Curiosity and secrecy--if you didn't experience it, it's hard to believe the atmosphere of wariness about spies then.  I was just a kid then, but I can still remember the feel of it.  "Loose lips sink ships."  I'm not at all surprised at the attitudes you quote.  I am surprised, though, that they thought anyone could do a good job in a factory or mechanical type situation without knowing anything beyond what some administrator thought was necessary.  If you don't know what you're doing, you can't always realize when things are going wrong.  I hope we will hear more about Helen Hall's listening assignment, and whether it ever led to anything.

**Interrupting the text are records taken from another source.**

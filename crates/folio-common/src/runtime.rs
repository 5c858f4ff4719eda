//! Single-threaded task scheduling.
//!
//! Everything in Folio runs on one UI thread. Work that must not block an
//! event handler (content fetches, deferred deep links, staggered fade-ins)
//! is handed to a [`Scheduler`] as a `!Send` local future.

use futures::future::LocalBoxFuture;
use std::time::Duration;

/// A boxed local future with no output.
pub type LocalTask = LocalBoxFuture<'static, ()>;

/// Spawns local tasks and produces timers on the current thread.
pub trait Scheduler {
    /// Runs `task` to completion in the background.
    fn spawn(&self, task: LocalTask);

    /// A future resolving after `duration`.
    fn sleep(&self, duration: Duration) -> LocalTask;
}

/// Scheduler backed by tokio's `spawn_local`.
///
/// Must be used from within a [`tokio::task::LocalSet`].
#[cfg(not(target_arch = "wasm32"))]
#[derive(Debug, Clone, Copy, Default)]
pub struct TokioScheduler;

#[cfg(not(target_arch = "wasm32"))]
impl Scheduler for TokioScheduler {
    fn spawn(&self, task: LocalTask) {
        tokio::task::spawn_local(task);
    }

    fn sleep(&self, duration: Duration) -> LocalTask {
        Box::pin(tokio::time::sleep(duration))
    }
}

#[cfg(all(test, not(target_arch = "wasm32")))]
mod tests {
    use super::*;
    use std::cell::Cell;
    use std::rc::Rc;

    #[tokio::test]
    async fn test_tokio_scheduler_runs_local_tasks() {
        let local = tokio::task::LocalSet::new();
        let flag = Rc::new(Cell::new(false));

        local
            .run_until({
                let flag = Rc::clone(&flag);
                async move {
                    let scheduler = TokioScheduler;
                    let sleep = scheduler.sleep(Duration::from_millis(1));
                    scheduler.spawn(Box::pin(async move {
                        sleep.await;
                        flag.set(true);
                    }));
                    tokio::time::sleep(Duration::from_millis(20)).await;
                }
            })
            .await;

        assert!(flag.get());
    }
}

Tubealloy--in a note, Denise K gives the three versions of the word that were used, and says why she picked the one she did.  I agree with her choice, though it doesn't matter a lot.  I would prefer she just said uranium, but it's a valid choice to go with the code words.

Quote
Did everyone actually read and comprehend all the tubealloy breakdown, fission, etc., in these two chapters.
That's a big problem in telling this story.  It's actually two parallel stories, both of them exciting.  But they are sort of independent, and you can enjoy either one while ignoring the other.

The main story, of Oak Ridge, and of the people who worked there, why they came, how it affected them, how they coped, and changed things, isn't technical, and it's the point of the book.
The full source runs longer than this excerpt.